Exercise requirements:
Pull every line containing "FallbackExecutor" from the data.

Records for the task:

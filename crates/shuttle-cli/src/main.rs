use anyhow::{Context, Result};
use clap::{Parser, Subcommand};
use std::net::SocketAddr;
use std::path::PathBuf;
use std::sync::Arc;
use tokio::signal;
use tokio_util::sync::CancellationToken;
use tracing::info;
use tracing_subscriber::EnvFilter;

use shuttle_core::{ChatMessage, ChatRequest, ChatService, ProviderEnv};
use shuttle_gateway::GatewayServer;

mod config;

use config::Settings;

#[derive(Parser)]
#[command(name = "shuttle")]
#[command(version)]
#[command(about = "Shuttle: provider-agnostic chat gateway")]
struct Cli {
    /// Enable debug logging
    #[arg(short, long, global = true)]
    debug: bool,

    #[command(subcommand)]
    command: Commands,
}

#[derive(Subcommand)]
enum Commands {
    /// Start the HTTP gateway
    Serve {
        /// Address to listen on
        #[arg(short, long, default_value = "127.0.0.1:5000")]
        bind: SocketAddr,

        /// File holding the system prompt
        #[arg(long)]
        system_prompt_file: Option<PathBuf>,
    },

    /// Send a one-shot message and print the reply
    Ask {
        /// The message to send
        message: String,

        /// Provider for this request only
        #[arg(short, long)]
        provider: Option<String>,

        /// File holding the system prompt
        #[arg(long)]
        system_prompt_file: Option<PathBuf>,
    },

    /// List providers and whether they are configured
    Providers,

    /// Show resolved configuration (secrets masked)
    Config,
}

#[tokio::main]
async fn main() -> Result<()> {
    // A missing .env is fine; the process environment still applies
    let dotenv = dotenvy::dotenv();

    let cli = Cli::parse();

    // Set up logging
    let filter = if cli.debug { "debug" } else { "info" };
    tracing_subscriber::fmt()
        .with_env_filter(EnvFilter::new(filter))
        .init();

    if let Ok(path) = dotenv {
        info!("Loaded environment from {}", path.display());
    }

    match cli.command {
        Commands::Serve {
            bind,
            system_prompt_file,
        } => cmd_serve(bind, system_prompt_file).await,
        Commands::Ask {
            message,
            provider,
            system_prompt_file,
        } => cmd_ask(&message, provider, system_prompt_file).await,
        Commands::Providers => cmd_providers(),
        Commands::Config => cmd_config(),
    }
}

fn build_service(system_prompt_file: Option<PathBuf>) -> Result<ChatService> {
    let prompt = config::load_system_prompt(system_prompt_file.as_deref())?;
    Ok(ChatService::from_env(ProviderEnv::from_process()).with_system_prompt(prompt))
}

async fn cmd_serve(bind: SocketAddr, system_prompt_file: Option<PathBuf>) -> Result<()> {
    let service = Arc::new(build_service(system_prompt_file)?);
    info!(
        "Starting Shuttle gateway (provider: {})",
        service.resolver().current_provider()
    );

    let cancel = CancellationToken::new();
    let mut server = GatewayServer::new(bind, service).spawn(cancel.clone());

    println!("Shuttle is listening on http://{}. Press Ctrl+C to stop.", bind);

    tokio::select! {
        result = &mut server => {
            // Server exited on its own, e.g. the address was taken
            return result.context("Gateway task panicked")?;
        }
        signal = signal::ctrl_c() => {
            signal.context("Failed to listen for Ctrl+C")?;
            info!("Received Ctrl+C, shutting down...");
        }
    }

    cancel.cancel();
    server.await.context("Gateway task panicked")??;

    println!("Shuttle stopped.");
    Ok(())
}

async fn cmd_ask(
    message: &str,
    provider: Option<String>,
    system_prompt_file: Option<PathBuf>,
) -> Result<()> {
    let service = build_service(system_prompt_file)?;
    let reply = service
        .chat(ChatRequest {
            messages: vec![ChatMessage::user(message)],
            provider,
        })
        .await?;

    println!("{}", reply.reply);
    if let Some(structured) = reply.structured {
        println!("\nStructured:\n{}", serde_json::to_string_pretty(&structured)?);
    }
    Ok(())
}

fn cmd_providers() -> Result<()> {
    let service = ChatService::from_env(ProviderEnv::from_process());
    let active = service.resolver().current_provider();

    for status in service.providers() {
        let marker = if status.name == active { "*" } else { " " };
        let state = if status.configured {
            "configured"
        } else {
            "not configured"
        };
        println!(
            "{} {:<12} {:<16} {}",
            marker,
            status.name,
            state,
            status.model.unwrap_or_default()
        );
    }
    Ok(())
}

fn cmd_config() -> Result<()> {
    let settings = Settings::resolve(&ProviderEnv::from_process());
    println!("{}", serde_json::to_string_pretty(&settings)?);
    Ok(())
}
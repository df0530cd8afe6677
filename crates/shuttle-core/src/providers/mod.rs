//! Multi-provider chat abstraction layer
//!
//! Vendors implement [`ChatTransport`] (one call: model + messages in, text
//! out). Providers implement [`LlmProvider`] on top of a transport, either
//! pinned to one model ([`SingleModelProvider`]) or degrading across an
//! ordered candidate list ([`MultiModelProvider`] via [`FallbackExecutor`]).

pub mod anthropic;
pub mod descriptor;
pub mod echo;
pub mod fallback;
pub mod multi;
pub mod openai;
pub mod single;
pub mod types;

pub use descriptor::{ProviderDescriptor, WireFormat};
pub use echo::EchoProvider;
pub use fallback::{Attempt, FallbackExecutor};
pub use multi::MultiModelProvider;
pub use single::SingleModelProvider;
pub use types::{ChatMessage, ChatRole, ChatTransport, LlmProvider};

Result below:
//! ordered candidate list ([`MultiModelProvider`] via [`FallbackExecutor`]).
pub use fallback::{Attempt, FallbackExecutor};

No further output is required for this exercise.